• _What you will do_: How many lines of these entries include the string "elements"? State the number alone.
***** Records supplied *****
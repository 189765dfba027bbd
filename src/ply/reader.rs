//! PLY reader with per-property value callbacks.
//!
//! Reading is declarative: open the file, inspect [`PlyReader::header`],
//! register interest in `(element, property)` pairs with
//! [`PlyReader::set_read_cb`], then call [`PlyReader::read`] once. Every
//! decoded value of a registered property is handed to the callback as an
//! [`Argument`]; unregistered properties are parsed and skipped.

use std::collections::HashMap;
use std::fs::File;
use std::io::BufReader;
use std::path::Path;

use tracing::trace;

use super::format::{ElementDef, PropertyDef, PropertyType};
use super::header::Header;
use super::stream::IStream;
use crate::util::{Error, Result};

/// Position inside a list-valued property.
#[derive(Clone, Copy, Debug, PartialEq, Eq)]
pub struct ListCursor {
    /// Number of items in this instance's list
    pub length: usize,
    /// Item index, or `None` for the length value itself
    pub index: Option<usize>,
}

/// One decoded value as seen by a read callback.
#[derive(Debug)]
pub struct Argument<'a> {
    pub element: &'a ElementDef,
    pub property: &'a PropertyDef,
    /// Instance index within the element
    pub instance: usize,
    /// Caller data given at registration
    pub user: usize,
    /// Caller coordinate given at registration
    pub coord: usize,
    /// List position, `None` for scalar properties
    pub list: Option<ListCursor>,
    pub value: f64,
}

#[derive(Clone, Copy)]
struct Registration {
    user: usize,
    coord: usize,
}

/// Reader over one PLY file.
pub struct PlyReader {
    header: Header,
    header_len: u64,
    file_len: u64,
    stream: IStream,
    callbacks: HashMap<(usize, usize), Registration>,
}

impl PlyReader {
    /// Open a file and parse its header.
    pub fn open(path: impl AsRef<Path>) -> Result<Self> {
        let path = path.as_ref();
        let file = File::open(path)?;
        let file_len = file.metadata()?.len();
        let mut reader = BufReader::new(file);
        let (header, header_len) = Header::parse(&mut reader)?;
        let stream = IStream::new(reader, header.encoding);

        Ok(Self {
            header,
            header_len,
            file_len,
            stream,
            callbacks: HashMap::new(),
        })
    }

    #[inline]
    pub fn header(&self) -> &Header {
        &self.header
    }

    /// Size of the header in bytes.
    #[inline]
    pub fn header_len(&self) -> u64 {
        self.header_len
    }

    /// Bytes following the header.
    #[inline]
    pub fn body_len(&self) -> u64 {
        self.file_len.saturating_sub(self.header_len)
    }

    /// Register interest in one property.
    ///
    /// `user` and `coord` are handed back unchanged in every [`Argument`]
    /// for that property.
    pub fn set_read_cb(
        &mut self,
        element: &str,
        property: &str,
        user: usize,
        coord: usize,
    ) -> Result<()> {
        let e = self
            .header
            .element_index(element)
            .ok_or_else(|| Error::backend(format!("no element '{element}'")))?;
        let p = self.header.elements[e]
            .property_index(property)
            .ok_or_else(|| Error::backend(format!("no property '{element}.{property}'")))?;

        trace!(element, property, user, coord, "registered read callback");
        self.callbacks.insert((e, p), Registration { user, coord });
        Ok(())
    }

    /// Read the whole body, driving registered callbacks in file order.
    ///
    /// The first error returned by a callback aborts the read.
    pub fn read<F>(&mut self, mut on_value: F) -> Result<()>
    where
        F: FnMut(&Argument<'_>) -> Result<()>,
    {
        let Self {
            header,
            stream,
            callbacks,
            ..
        } = self;

        for (e, element) in header.elements.iter().enumerate() {
            // Instances without properties occupy no bytes.
            if element.properties.is_empty() {
                continue;
            }
            for instance in 0..element.count {
                for (p, property) in element.properties.iter().enumerate() {
                    let registration = callbacks.get(&(e, p)).copied();
                    let mut emit = |list: Option<ListCursor>, value: f64| -> Result<()> {
                        match registration {
                            Some(reg) => on_value(&Argument {
                                element,
                                property,
                                instance,
                                user: reg.user,
                                coord: reg.coord,
                                list,
                                value,
                            }),
                            None => Ok(()),
                        }
                    };

                    match property.ty {
                        PropertyType::Scalar(ty) => {
                            let value = stream.read_scalar(ty)?;
                            emit(None, value)?;
                        }
                        PropertyType::List { length, value } => {
                            let raw = stream.read_scalar(length)?;
                            if raw < 0.0 {
                                return Err(Error::backend(format!(
                                    "negative list length in '{}.{}'",
                                    element.name, property.name
                                )));
                            }
                            let len = raw as usize;
                            emit(Some(ListCursor { length: len, index: None }), raw)?;
                            for index in 0..len {
                                let item = stream.read_scalar(value)?;
                                emit(
                                    Some(ListCursor {
                                        length: len,
                                        index: Some(index),
                                    }),
                                    item,
                                )?;
                            }
                        }
                    }
                }
            }
        }

        Ok(())
    }
}
//! Body streams: typed value reads and writes in any PLY encoding.

use std::fs::File;
use std::io::{BufRead, BufReader, ErrorKind, Write};

use byteorder::{BigEndian, ByteOrder, LittleEndian, ReadBytesExt, WriteBytesExt};

use super::format::{Encoding, ScalarType};
use crate::util::{Error, Result};

/// Input stream over a PLY body.
pub struct IStream<R = BufReader<File>> {
    reader: R,
    encoding: Encoding,
    pos: u64,
    token: String,
}

impl<R: BufRead> IStream<R> {
    /// Wrap a reader positioned at the first body byte.
    pub fn new(reader: R, encoding: Encoding) -> Self {
        Self {
            reader,
            encoding,
            pos: 0,
            token: String::new(),
        }
    }

    /// Body bytes consumed so far.
    #[inline]
    pub fn pos(&self) -> u64 {
        self.pos
    }

    /// Read one value of the given type.
    pub fn read_scalar(&mut self, ty: ScalarType) -> Result<f64> {
        match self.encoding {
            Encoding::Ascii => self.read_ascii(ty),
            Encoding::BinaryLittleEndian => self.read_binary::<LittleEndian>(ty),
            Encoding::BinaryBigEndian => self.read_binary::<BigEndian>(ty),
        }
    }

    fn read_binary<B: ByteOrder>(&mut self, ty: ScalarType) -> Result<f64> {
        let r = &mut self.reader;
        let value = match ty {
            ScalarType::Int8 => r.read_i8().map(f64::from),
            ScalarType::Uint8 => r.read_u8().map(f64::from),
            ScalarType::Int16 => r.read_i16::<B>().map(f64::from),
            ScalarType::Uint16 => r.read_u16::<B>().map(f64::from),
            ScalarType::Int32 => r.read_i32::<B>().map(f64::from),
            ScalarType::Uint32 => r.read_u32::<B>().map(f64::from),
            ScalarType::Float32 => r.read_f32::<B>().map(f64::from),
            ScalarType::Float64 => r.read_f64::<B>(),
        };
        match value {
            Ok(v) => {
                self.pos += ty.num_bytes() as u64;
                Ok(v)
            }
            Err(e) if e.kind() == ErrorKind::UnexpectedEof => Err(Error::UnexpectedEof(self.pos)),
            Err(e) => Err(Error::Io(e)),
        }
    }

    fn read_ascii(&mut self, ty: ScalarType) -> Result<f64> {
        self.next_token()?;
        let token = self.token.as_str();
        let invalid = || Error::backend(format!("invalid {ty} value '{token}'"));
        match ty {
            ScalarType::Int8 => token.parse::<i8>().map(f64::from).map_err(|_| invalid()),
            ScalarType::Uint8 => token.parse::<u8>().map(f64::from).map_err(|_| invalid()),
            ScalarType::Int16 => token.parse::<i16>().map(f64::from).map_err(|_| invalid()),
            ScalarType::Uint16 => token.parse::<u16>().map(f64::from).map_err(|_| invalid()),
            ScalarType::Int32 => token.parse::<i32>().map(f64::from).map_err(|_| invalid()),
            ScalarType::Uint32 => token.parse::<u32>().map(f64::from).map_err(|_| invalid()),
            ScalarType::Float32 => token.parse::<f32>().map(f64::from).map_err(|_| invalid()),
            ScalarType::Float64 => token.parse::<f64>().map_err(|_| invalid()),
        }
    }

    /// Load the next whitespace-delimited token into `self.token`.
    fn next_token(&mut self) -> Result<()> {
        self.token.clear();
        loop {
            let buf = self.reader.fill_buf()?;
            if buf.is_empty() {
                if self.token.is_empty() {
                    return Err(Error::UnexpectedEof(self.pos));
                }
                return Ok(());
            }

            let mut used = 0;
            let mut done = false;
            for &b in buf {
                if b.is_ascii_whitespace() {
                    used += 1;
                    if !self.token.is_empty() {
                        done = true;
                        break;
                    }
                } else {
                    self.token.push(b as char);
                    used += 1;
                }
            }
            self.reader.consume(used);
            self.pos += used as u64;
            if done {
                return Ok(());
            }
        }
    }
}

/// Output stream for a PLY body over any writer.
pub struct OStream<W: Write> {
    writer: W,
    encoding: Encoding,
    pos: u64,
    line_open: bool,
}

impl<W: Write> OStream<W> {
    pub fn new(writer: W, encoding: Encoding) -> Self {
        Self {
            writer,
            encoding,
            pos: 0,
            line_open: false,
        }
    }

    /// Bytes written so far.
    #[inline]
    pub fn pos(&self) -> u64 {
        self.pos
    }

    /// Write raw bytes and advance position.
    pub fn write_bytes(&mut self, data: &[u8]) -> Result<()> {
        self.writer.write_all(data)?;
        self.pos += data.len() as u64;
        Ok(())
    }

    /// Write one value encoded as `ty`.
    pub fn write_scalar(&mut self, ty: ScalarType, value: f64) -> Result<()> {
        match self.encoding {
            Encoding::Ascii => self.write_ascii(ty, value),
            Encoding::BinaryLittleEndian => self.write_binary::<LittleEndian>(ty, value),
            Encoding::BinaryBigEndian => self.write_binary::<BigEndian>(ty, value),
        }
    }

    fn write_binary<B: ByteOrder>(&mut self, ty: ScalarType, value: f64) -> Result<()> {
        let w = &mut self.writer;
        match ty {
            ScalarType::Int8 => w.write_i8(value as i8)?,
            ScalarType::Uint8 => w.write_u8(value as u8)?,
            ScalarType::Int16 => w.write_i16::<B>(value as i16)?,
            ScalarType::Uint16 => w.write_u16::<B>(value as u16)?,
            ScalarType::Int32 => w.write_i32::<B>(value as i32)?,
            ScalarType::Uint32 => w.write_u32::<B>(value as u32)?,
            ScalarType::Float32 => w.write_f32::<B>(value as f32)?,
            ScalarType::Float64 => w.write_f64::<B>(value)?,
        }
        self.pos += ty.num_bytes() as u64;
        Ok(())
    }

    fn write_ascii(&mut self, ty: ScalarType, value: f64) -> Result<()> {
        let text = match ty {
            ScalarType::Int8 => (value as i8).to_string(),
            ScalarType::Uint8 => (value as u8).to_string(),
            ScalarType::Int16 => (value as i16).to_string(),
            ScalarType::Uint16 => (value as u16).to_string(),
            ScalarType::Int32 => (value as i32).to_string(),
            ScalarType::Uint32 => (value as u32).to_string(),
            ScalarType::Float32 => (value as f32).to_string(),
            ScalarType::Float64 => value.to_string(),
        };
        if self.line_open {
            self.write_bytes(b" ")?;
        }
        self.write_bytes(text.as_bytes())?;
        self.line_open = true;
        Ok(())
    }

    /// Terminate the current instance. Only ASCII bodies use separators.
    pub fn end_instance(&mut self) -> Result<()> {
        if self.encoding == Encoding::Ascii {
            self.write_bytes(b"\n")?;
            self.line_open = false;
        }
        Ok(())
    }

    /// Flush buffered output to the underlying writer.
    pub fn flush(&mut self) -> Result<()> {
        self.writer.flush()?;
        Ok(())
    }

    /// Mutable access to the underlying writer for header emission.
    pub(crate) fn writer_mut(&mut self) -> &mut W {
        &mut self.writer
    }

    pub(crate) fn advance(&mut self, bytes: u64) {
        self.pos += bytes;
    }
}

#[cfg(test)]
mod tests {
    use super::*;
    use std::io::Cursor;

    #[test]
    fn test_binary_byte_orders() -> Result<()> {
        let mut le = OStream::new(Vec::new(), Encoding::BinaryLittleEndian);
        le.write_scalar(ScalarType::Uint16, 258.0)?;
        assert_eq!(le.writer, vec![2, 1]);

        let mut be = OStream::new(Vec::new(), Encoding::BinaryBigEndian);
        be.write_scalar(ScalarType::Uint16, 258.0)?;
        be.write_scalar(ScalarType::Float64, -0.5)?;
        assert_eq!(be.pos(), 10);

        let mut input = IStream::new(Cursor::new(be.writer), Encoding::BinaryBigEndian);
        assert_eq!(input.read_scalar(ScalarType::Uint16)?, 258.0);
        assert_eq!(input.read_scalar(ScalarType::Float64)?, -0.5);
        assert!(matches!(
            input.read_scalar(ScalarType::Uint8),
            Err(Error::UnexpectedEof(10))
        ));
        Ok(())
    }

    #[test]
    fn test_ascii_tokens() -> Result<()> {
        let mut out = OStream::new(Vec::new(), Encoding::Ascii);
        out.write_scalar(ScalarType::Uint8, 3.0)?;
        out.write_scalar(ScalarType::Float32, 0.1f32 as f64)?;
        out.end_instance()?;
        out.write_scalar(ScalarType::Int32, -7.0)?;
        out.end_instance()?;
        assert_eq!(String::from_utf8_lossy(&out.writer), "3 0.1\n-7\n");

        let mut input = IStream::new(Cursor::new(out.writer), Encoding::Ascii);
        assert_eq!(input.read_scalar(ScalarType::Uint8)?, 3.0);
        assert_eq!(input.read_scalar(ScalarType::Float32)?, 0.1f32 as f64);
        assert_eq!(input.read_scalar(ScalarType::Int32)?, -7.0);
        assert!(matches!(
            input.read_scalar(ScalarType::Int32),
            Err(Error::UnexpectedEof(_))
        ));
        Ok(())
    }

    #[test]
    fn test_ascii_rejects_out_of_range() {
        let mut input = IStream::new(Cursor::new(b"300".to_vec()), Encoding::Ascii);
        assert!(matches!(
            input.read_scalar(ScalarType::Uint8),
            Err(Error::Backend(_))
        ));
    }
}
*****
• _Finished exercise_: 2